Iran moves four chess pieces of lesser value from time to time in part to keep the US and Israel off balance, in part to protect their nuclear queen: Hamas, Hezbollah, and Moqtadh al Sadr’s forces in Iraq might be said to be pawns; Syria perhaps rises to the level of rook, since it is a nation-state and has a mutual defense treaty with Iran. It is of no particular importance to the regime that the Alawite Syrian regime needed special Iranian theological dispensation to be regarded as part of Shi’ite Islam nor that Hamas is Sunni. The Iranian regime, going back to the training of the very Shi’ite Revolutionary Guards in the early seventies in Lebanon by Yasser Arafat’s secular Fatah, is quite willing to work with terrorist organizations, including al Qaeda, that have all sorts of different ideological DNA. In recent years this has included visits with and even mutual travel by Ahmadinejad with Venezuela’s Hugo Chavez.

Some believe that Shi’ites will not cooperate with Sunnis, or either with secular groups – that, e.g., there could have been no collaboration of any kind by secular Baathist Iraq or Shi’ite Iran with Sunni al Qaeda. Seventy years ago it was the conventional wisdom was that Communists and Nazis would never cooperate, and that was largely true – until the Stalin-Hitler Pact.
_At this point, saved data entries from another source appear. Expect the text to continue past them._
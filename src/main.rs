//! aqicast - AQI Prediction Web Front-End
//!
//! Serves a weather-measurement input form, runs the submitted values
//! through a pre-trained regression model, and renders the predicted
//! air-quality index with its severity category.
//!
//! # Architecture
//!
//! ```text
//! ┌──────────────────────────────────────────────────┐
//! │                    AQICAST                       │
//! ├──────────────────────────────────────────────────┤
//! │  ┌──────────┐   ┌─────────────┐   ┌───────────┐  │
//! │  │  HTTP    │   │   Model     │   │   AQI     │  │
//! │  │  (Axum)  │──▶│   Gateway   │──▶│ Classifier│  │
//! │  │          │   │   (ONNX)    │   │           │  │
//! │  └──────────┘   └─────────────┘   └───────────┘  │
//! └──────────────────────────────────────────────────┘
//! ```

mod aqi;
mod config;
mod error;
mod features;
mod handlers;
mod model;

use std::net::SocketAddr;
use std::sync::Arc;

use axum::{
    Router,
    routing::{get, post},
};
use tower_http::trace::TraceLayer;
use tracing_subscriber::{layer::SubscriberExt, util::SubscriberInitExt};

use model::{InferenceEngine, OnnxGateway};

pub use error::{AppError, AppResult};

#[tokio::main]
async fn main() {
    // Initialize logging
    tracing_subscriber::registry()
        .with(tracing_subscriber::EnvFilter::try_from_default_env()
            .unwrap_or_else(|_| "aqicast=debug,tower_http=debug".into()))
        .with(tracing_subscriber::fmt::layer())
        .init();

    // Load configuration
    dotenvy::dotenv().ok();
    let config = config::Config::from_env();

    tracing::info!("aqicast server starting...");
    tracing::info!("Model artifact: {}", config.model_path);

    // Load the model once. A failed load downgrades to an unavailable
    // gateway; the server still starts and answers every prediction
    // request with the "model not loaded" message.
    let engine: Arc<dyn InferenceEngine> = match OnnxGateway::load(&config.model_path) {
        Ok(gateway) => Arc::new(gateway),
        Err(e) => {
            tracing::warn!("Model load failed, serving without predictions: {}", e);
            Arc::new(OnnxGateway::unavailable())
        }
    };

    // Build application state
    let state = AppState { engine };

    // Build router
    let app = create_router(state);

    // Start server
    let addr = SocketAddr::from(([0, 0, 0, 0], config.port));
    tracing::info!("Server listening on http://{}", addr);

    let listener = tokio::net::TcpListener::bind(addr).await.unwrap();
    axum::serve(listener, app).await.unwrap();
}

/// Shared application state
#[derive(Clone)]
pub struct AppState {
    pub engine: Arc<dyn InferenceEngine>,
}

/// Create the main router with all routes
fn create_router(state: AppState) -> Router {
    Router::new()
        .route("/", get(handlers::home::index))
        .route("/predict", post(handlers::predict::predict))
        .route("/health", get(handlers::health::check))
        .layer(TraceLayer::new_for_http())
        .with_state(state)
}
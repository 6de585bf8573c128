//! Error handling

use axum::{
    http::StatusCode,
    response::{IntoResponse, Response},
};
use thiserror::Error;

use crate::model::ModelError;

pub type AppResult<T> = Result<T, AppError>;

/// Request-level failures. Each one is terminal for the request it
/// occurs in and never changes the gateway state.
#[derive(Debug, Error)]
pub enum AppError {
    #[error("Model not loaded. Please check the server logs.")]
    ModelUnavailable,

    #[error("Invalid input: {0}")]
    InvalidInput(String),

    #[error("Error in prediction: {0}")]
    Inference(String),

    #[error("Failed to render page: {0}")]
    Render(String),
}

impl IntoResponse for AppError {
    fn into_response(self) -> Response {
        let status = match &self {
            AppError::ModelUnavailable => StatusCode::SERVICE_UNAVAILABLE,
            AppError::InvalidInput(_) => StatusCode::BAD_REQUEST,
            AppError::Inference(msg) => {
                tracing::error!("Inference error: {}", msg);
                StatusCode::INTERNAL_SERVER_ERROR
            }
            AppError::Render(msg) => {
                tracing::error!("Template error: {}", msg);
                StatusCode::INTERNAL_SERVER_ERROR
            }
        };

        // Plain-text bodies; the UI is form-driven, not an API
        (status, self.to_string()).into_response()
    }
}

impl From<ModelError> for AppError {
    fn from(err: ModelError) -> Self {
        match err {
            ModelError::Unavailable => AppError::ModelUnavailable,
            other => AppError::Inference(other.to_string()),
        }
    }
}
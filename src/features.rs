//! Feature vector - ordered model input parsed from form fields

use std::collections::HashMap;

use crate::error::AppError;

/// Number of model input features
pub const FEATURE_COUNT: usize = 8;

/// Form field names, in model input order:
/// temperature, max temperature, min temperature, sea-level pressure,
/// humidity, visibility, wind speed, max wind gust.
pub const FEATURE_FIELDS: [&str; FEATURE_COUNT] =
    ["T", "TM", "Tm", "SLP", "H", "VV", "V", "VM"];

/// Eight weather measurements in fixed order. Built fresh per request,
/// discarded after the prediction call. No range validation; values are
/// accepted as given.
#[derive(Debug, Clone, PartialEq)]
pub struct FeatureVector {
    values: [f32; FEATURE_COUNT],
}

impl FeatureVector {
    pub fn from_values(values: [f32; FEATURE_COUNT]) -> Self {
        Self { values }
    }

    /// Parse the eight named form fields. Fails on the first missing or
    /// non-numeric field, naming it and the parse failure.
    pub fn from_form(form: &HashMap<String, String>) -> Result<Self, AppError> {
        let mut values = [0.0f32; FEATURE_COUNT];

        for (i, field) in FEATURE_FIELDS.iter().enumerate() {
            let raw = form
                .get(*field)
                .ok_or_else(|| AppError::InvalidInput(format!("missing field `{}`", field)))?;

            values[i] = raw.trim().parse::<f32>().map_err(|e| {
                AppError::InvalidInput(format!("field `{}` = {:?}: {}", field, raw, e))
            })?;
        }

        Ok(Self { values })
    }

    pub fn as_slice(&self) -> &[f32] {
        &self.values
    }
}

#[cfg(test)]
mod tests {
    use super::*;

    fn form(pairs: &[(&str, &str)]) -> HashMap<String, String> {
        pairs
            .iter()
            .map(|(k, v)| (k.to_string(), v.to_string()))
            .collect()
    }

    const VALID: [(&str, &str); 8] = [
        ("T", "20"),
        ("TM", "25"),
        ("Tm", "15"),
        ("SLP", "1010"),
        ("H", "60"),
        ("VV", "5"),
        ("V", "10"),
        ("VM", "15"),
    ];

    #[test]
    fn parses_fields_in_model_order() {
        let features = FeatureVector::from_form(&form(&VALID)).unwrap();
        assert_eq!(
            features.as_slice(),
            &[20.0, 25.0, 15.0, 1010.0, 60.0, 5.0, 10.0, 15.0]
        );
    }

    #[test]
    fn missing_field_is_named() {
        let mut f = form(&VALID);
        f.remove("H");

        let err = FeatureVector::from_form(&f).unwrap_err();
        assert!(err.to_string().contains("missing field `H`"));
    }

    #[test]
    fn non_numeric_field_reports_parse_failure() {
        let mut f = form(&VALID);
        f.insert("T".to_string(), "abc".to_string());

        let err = FeatureVector::from_form(&f).unwrap_err();
        let msg = err.to_string();
        assert!(msg.contains("`T`"));
        assert!(msg.contains("invalid float literal"));
    }

    #[test]
    fn whitespace_and_extra_fields_are_tolerated() {
        let mut f = form(&VALID);
        f.insert("T".to_string(), " 20.5 ".to_string());
        f.insert("unused".to_string(), "xyz".to_string());

        let features = FeatureVector::from_form(&f).unwrap();
        assert_eq!(features.as_slice()[0], 20.5);
    }
}
//! Configuration module

use std::env;

/// Application configuration
#[derive(Debug, Clone)]
pub struct Config {
    /// Server port
    pub port: u16,

    /// Filesystem path of the serialized model artifact
    pub model_path: String,
}

impl Config {
    /// Load configuration from environment variables
    pub fn from_env() -> Self {
        Self::from_lookup(|key| env::var(key).ok())
    }

    fn from_lookup(lookup: impl Fn(&str) -> Option<String>) -> Self {
        Self {
            port: lookup("PORT")
                .and_then(|p| p.parse().ok())
                .unwrap_or(8080),

            model_path: lookup("MODEL_PATH")
                .unwrap_or_else(|| "model/aqi.onnx".to_string()),
        }
    }
}

#[cfg(test)]
mod tests {
    use super::*;

    #[test]
    fn defaults_apply_without_values() {
        let config = Config::from_lookup(|_| None);
        assert_eq!(config.port, 8080);
        assert_eq!(config.model_path, "model/aqi.onnx");
    }

    #[test]
    fn values_override_defaults() {
        let config = Config::from_lookup(|key| match key {
            "PORT" => Some("9090".to_string()),
            "MODEL_PATH" => Some("/opt/models/aqi.onnx".to_string()),
            _ => None,
        });
        assert_eq!(config.port, 9090);
        assert_eq!(config.model_path, "/opt/models/aqi.onnx");
    }

    #[test]
    fn unparseable_port_falls_back() {
        let config = Config::from_lookup(|key| match key {
            "PORT" => Some("not-a-port".to_string()),
            _ => None,
        });
        assert_eq!(config.port, 8080);
    }
}
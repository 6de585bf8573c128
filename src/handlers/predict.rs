//! Prediction endpoint handler

use std::collections::HashMap;

use askama::Template;
use axum::{extract::State, response::Html, Form};

use crate::aqi::AqiCategory;
use crate::error::{AppError, AppResult};
use crate::features::FeatureVector;
use crate::AppState;

#[derive(Template)]
#[template(path = "result.html")]
struct ResultTemplate {
    aqi_value: f32,
    category_text: &'static str,
    category_class: &'static str,
}

/// Run one end-to-end prediction: parse the eight form fields, invoke
/// the model gateway, classify the result, render the result page.
pub async fn predict(
    State(state): State<AppState>,
    Form(form): Form<HashMap<String, String>>,
) -> AppResult<Html<String>> {
    // Short-circuit before touching the form when no model was loaded;
    // an unavailable gateway answers every request the same way
    if !state.engine.is_loaded() {
        return Err(AppError::ModelUnavailable);
    }

    let features = FeatureVector::from_form(&form)?;

    let aqi_value = state.engine.predict(&features)?;
    let category = AqiCategory::from_value(aqi_value);

    tracing::debug!("Predicted AQI {:.1} ({})", aqi_value, category.label());

    let page = ResultTemplate {
        aqi_value,
        category_text: category.label(),
        category_class: category.tier(),
    }
    .render()
    .map_err(|e| AppError::Render(e.to_string()))?;

    Ok(Html(page))
}
//! AQI severity classification
//!
//! Pure mapping from a numeric AQI value to a severity bucket with
//! fixed, ascending, inclusive-upper-bound thresholds.

/// Severity buckets, ordered from least to most severe.
#[derive(Debug, Clone, Copy, PartialEq, Eq, PartialOrd, Ord)]
pub enum AqiCategory {
    Good,
    Moderate,
    SensitiveGroups,
    Unhealthy,
    VeryUnhealthy,
    Hazardous,
}

impl AqiCategory {
    /// Classify an AQI value. Total over all floats: negative values fall
    /// into `Good`, NaN fails every bound check and lands in `Hazardous`.
    pub fn from_value(value: f32) -> Self {
        if value <= 50.0 {
            AqiCategory::Good
        } else if value <= 100.0 {
            AqiCategory::Moderate
        } else if value <= 150.0 {
            AqiCategory::SensitiveGroups
        } else if value <= 200.0 {
            AqiCategory::Unhealthy
        } else if value <= 300.0 {
            AqiCategory::VeryUnhealthy
        } else {
            AqiCategory::Hazardous
        }
    }

    /// Human-readable display label
    pub fn label(&self) -> &'static str {
        match self {
            AqiCategory::Good => "Good",
            AqiCategory::Moderate => "Moderate",
            AqiCategory::SensitiveGroups => "Unhealthy for Sensitive Groups",
            AqiCategory::Unhealthy => "Unhealthy",
            AqiCategory::VeryUnhealthy => "Very Unhealthy",
            AqiCategory::Hazardous => "Hazardous",
        }
    }

    /// Short tier code, also used as the CSS class on the result page
    pub fn tier(&self) -> &'static str {
        match self {
            AqiCategory::Good => "good",
            AqiCategory::Moderate => "moderate",
            AqiCategory::SensitiveGroups => "sensitive",
            AqiCategory::Unhealthy => "unhealthy",
            AqiCategory::VeryUnhealthy => "very-unhealthy",
            AqiCategory::Hazardous => "hazardous",
        }
    }
}
//! Runs a suspending processor's future to completion for the blocking
//! [`Flow::execute`](crate::Flow::execute).

use crate::error::{FlowError, FlowResult};
use std::fmt;
use std::future::Future;
use tokio::runtime::{Builder, Handle, Runtime, RuntimeFlavor};
use tracing::debug;

/// Blocks the calling thread on a future.
///
/// Outside of any tokio runtime a private current-thread runtime is built on
/// first use and reused for every later call. Inside a multi-thread runtime
/// the worker is moved out of the scheduler with `block_in_place` and the
/// ambient handle drives the future. A current-thread runtime cannot be
/// blocked on from its own thread, so the future is moved to a scoped helper
/// thread with its own current-thread runtime and the caller waits for it.
/// This also covers a flow executed from inside another flow's processor.
#[derive(Default)]
pub(crate) struct BlockingDriver {
    runtime: Option<Runtime>,
}

impl fmt::Debug for BlockingDriver {
    fn fmt(&self, f: &mut fmt::Formatter<'_>) -> fmt::Result {
        f.debug_struct("BlockingDriver")
            .field("owns_runtime", &self.runtime.is_some())
            .finish()
    }
}

impl BlockingDriver {
    pub(crate) fn new() -> Self {
        Self::default()
    }

    pub(crate) fn block_on<F>(&mut self, future: F) -> FlowResult<F::Output>
    where
        F: Future + Send,
        F::Output: Send,
    {
        match Handle::try_current() {
            Ok(handle) => match handle.runtime_flavor() {
                RuntimeFlavor::MultiThread => {
                    Ok(tokio::task::block_in_place(|| handle.block_on(future)))
                }
                flavor => {
                    debug!(
                        "Driving suspending processor on a helper thread ({:?} runtime)",
                        flavor
                    );
                    block_on_helper_thread(future)
                }
            },
            Err(_) => Ok(self.runtime()?.block_on(future)),
        }
    }

    fn runtime(&mut self) -> FlowResult<&Runtime> {
        if self.runtime.is_none() {
            debug!("Starting private runtime for suspending processors");
            self.runtime = Some(Builder::new_current_thread().enable_all().build()?);
        }
        self.runtime
            .as_ref()
            .ok_or_else(|| FlowError::Runtime("runtime was not initialized".to_string()))
    }
}

fn block_on_helper_thread<F>(future: F) -> FlowResult<F::Output>
where
    F: Future + Send,
    F::Output: Send,
{
    let joined = std::thread::scope(|scope| {
        scope
            .spawn(move || -> FlowResult<F::Output> {
                let runtime = Builder::new_current_thread().enable_all().build()?;
                Ok(runtime.block_on(future))
            })
            .join()
    });
    // A panicking processor unwinds through `execute` as if it ran inline.
    joined.unwrap_or_else(|payload| std::panic::resume_unwind(payload))
}

impl Drop for BlockingDriver {
    fn drop(&mut self) {
        // A flow may be dropped from async code; a blocking shutdown would panic there.
        if let Some(runtime) = self.runtime.take() {
            runtime.shutdown_background();
        }
    }
}

#[cfg(test)]
mod tests {
    use super::*;
    use std::time::Duration;

    #[test]
    fn test_block_on_outside_runtime() {
        let mut driver = BlockingDriver::new();

        let value = driver
            .block_on(async {
                tokio::time::sleep(Duration::from_millis(5)).await;
                7
            })
            .unwrap();
        assert_eq!(value, 7);

        // The runtime is kept for later calls.
        assert!(driver.runtime.is_some());
        assert_eq!(driver.block_on(async { 8 }).unwrap(), 8);
    }

    #[tokio::test(flavor = "multi_thread", worker_threads = 2)]
    async fn test_block_on_inside_multi_thread_runtime() {
        let mut driver = BlockingDriver::new();

        let value = driver.block_on(async { "done" }).unwrap();
        assert_eq!(value, "done");
        assert!(driver.runtime.is_none());
    }

    #[tokio::test]
    async fn test_block_on_inside_current_thread_runtime() {
        let mut driver = BlockingDriver::new();

        let value = driver
            .block_on(async {
                tokio::time::sleep(Duration::from_millis(1)).await;
                1
            })
            .unwrap();
        assert_eq!(value, 1);
        assert!(driver.runtime.is_none());
    }

    #[test]
    fn test_block_on_nested_in_private_runtime() {
        let mut outer = BlockingDriver::new();

        let value = outer
            .block_on(async {
                let mut inner = BlockingDriver::new();
                inner.block_on(async { 2 }).unwrap() * 2
            })
            .unwrap();
        assert_eq!(value, 4);
    }

    #[test]
    fn test_block_on_resumes_helper_thread_panic() {
        let caught = std::panic::catch_unwind(|| {
            let runtime = Builder::new_current_thread().build().unwrap();
            runtime.block_on(async {
                let mut driver = BlockingDriver::new();
                let _ = driver.block_on(async { panic!("processor blew up") });
            })
        });
        assert!(caught.is_err());
    }
}
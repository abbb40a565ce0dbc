use crate::processor::ProcessorName;
use thiserror::Error;

/// Convenience alias used by processors and the flow engine.
pub type FlowResult<T> = Result<T, FlowError>;

/// Errors raised while registering or running processors.
///
/// The flow never recovers from or rewraps a processor's error: whatever a
/// processor returns from `process` comes back out of
/// [`Flow::execute`](crate::Flow::execute) as is.
///
/// # Non-Exhaustive
///
/// New variants may be added, so always include a wildcard arm:
///
/// ```
/// use crinkle::FlowError;
///
/// fn report(error: FlowError) {
///     match error {
///         FlowError::ProcessorError { processor_name, details } => {
///             eprintln!("Processor {} failed: {}", processor_name, details);
///         }
///         FlowError::Timeout { processor_name } => {
///             eprintln!("Processor {} timed out", processor_name);
///         }
///         FlowError::InvalidProcessor { position, expected } => {
///             eprintln!("Value at {} is not a {}", position, expected);
///         }
///         _ => eprintln!("Flow error: {}", error),
///     }
/// }
/// ```
#[derive(Error, Debug)]
#[non_exhaustive]
pub enum FlowError {
    /// A value handed to dynamic registration is not a processor.
    ///
    /// Returned by [`Flow::try_new`](crate::Flow::try_new) and
    /// [`Flow::try_add_processor`](crate::Flow::try_add_processor).
    #[error("Invalid processor at position {position}: expected {expected}")]
    InvalidProcessor {
        /// Index the value had (or would have had) in the processor list
        position: usize,
        /// Type name of the processor handle the flow accepts
        expected: &'static str,
    },

    /// A processor reported a failure.
    #[error("Processor failed: {processor_name}, details: {details}")]
    ProcessorError {
        /// The name of the processor that failed
        processor_name: ProcessorName,
        /// Details about the failure
        details: String,
    },

    /// A processor wrapped in [`Timeout`](crate::Timeout) ran past its deadline.
    #[error("Timeout occurred in processor: {processor_name}")]
    Timeout {
        /// The name of the processor that timed out
        processor_name: ProcessorName,
    },

    /// The blocking driver had no runtime to drive a suspending processor on.
    #[error("Cannot drive suspending processor: {0}")]
    Runtime(String),

    /// The private runtime used for suspending processors failed to start.
    #[error("Failed to start runtime: {0}")]
    Io(#[from] std::io::Error),

    /// Any other error produced by processor logic.
    #[error(transparent)]
    Other(#[from] Box<dyn std::error::Error + Send + Sync>),
}

impl FlowError {
    /// Shorthand for [`FlowError::ProcessorError`].
    pub fn processor(processor_name: impl Into<ProcessorName>, details: impl Into<String>) -> Self {
        FlowError::ProcessorError {
            processor_name: processor_name.into(),
            details: details.into(),
        }
    }
}
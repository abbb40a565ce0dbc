//! Commonly used types and traits

pub use crate::context::Context;
pub use crate::define_processor;
pub use crate::error::{FlowError, FlowResult};
pub use crate::flow::Flow;
pub use crate::processor::{AsyncProcessor, Processor, ProcessorName, SyncProcessor, Timeout};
The Iranian regime doesn’t just appreciate but more or less lives the old Middle Eastern saying: “Me against my brother. Me and my brother against our cousin. Me, my brother, and our cousin against the stranger.”

Some Suggested Courses of Action

Given the nature of the Iranian regime, what should we do?

I agree that this is a difficult matter and that there are no easy answers. But since I am convinced that the Iranian regime is fundamentally incorrigible, and since I am not yet ready to propose an all-out use of military force to change the regime and halt its nuclear program, in my judgment we should opt for trying to bring about, non-violently, a regime change. I admit that the hour is late since we have wasted much time trying to engage and negotiate with the regime, and I understand that in the context of an effort to change the regime without using force the effort could get out of hand. Yet I am convinced that the least bad option if for us to state clearly that we support a change of regime in Iran because of the irremediable theocratic totalitarian nature of the current regime as it has been demonstrated over nearly three decades, together with its interference with the peace and security of its neighbors – currently especially Iraq and Lebanon – and its nuclear weapons program. I also believe that restiveness among Iranian minorities – Arab, Kurdish, Azeri, and Baluch – and the sullen opposition of many young people indicate that there is some chance of success in stimulating regime change. In a poll taken at the behest of the Iranian government some three years ago over 70 per cent of those polled said that they wanted improved relations with the US. The Iranian government, of course, imprisoned the pollsters.

To implement this policy I would suggest that we begin by rejecting the recommendation of the Iraq Study Group (ISG) that we should try to “engage [the Iranian regime] constructively”, i.e. seek to negotiate with them. As Senator John Kyl and I wrote just over a month ago in an open letter to the President (in our capacities as Honorary Co-Chairmen of the National Security Advisory Council of the Center for Security Policy) opening negotiations with Iran, and Syria, would legitimate those regimes, embolden them and their affiliated terrorist groups, help the Iranian regime buy time for its nuclear weapons program, create the illusion of useful effort and thus discourage more effective steps. We added that no regional conference should take place without including Israel. I would point out that the able analyst of these matters, Kenneth Pollack, in his book The Persian Puzzle (2004) sets it out clearly. Iran is not really interested: “. . . Iran is simply not ready for a meaningful relationship with the United States. . . . From America’s side, our dislike of this regime should not prevent the conclusion of a comprehensive settlement of our differences, but from Iran’s side it has and it likely will for quite some time . . . .” (pp. 396-97).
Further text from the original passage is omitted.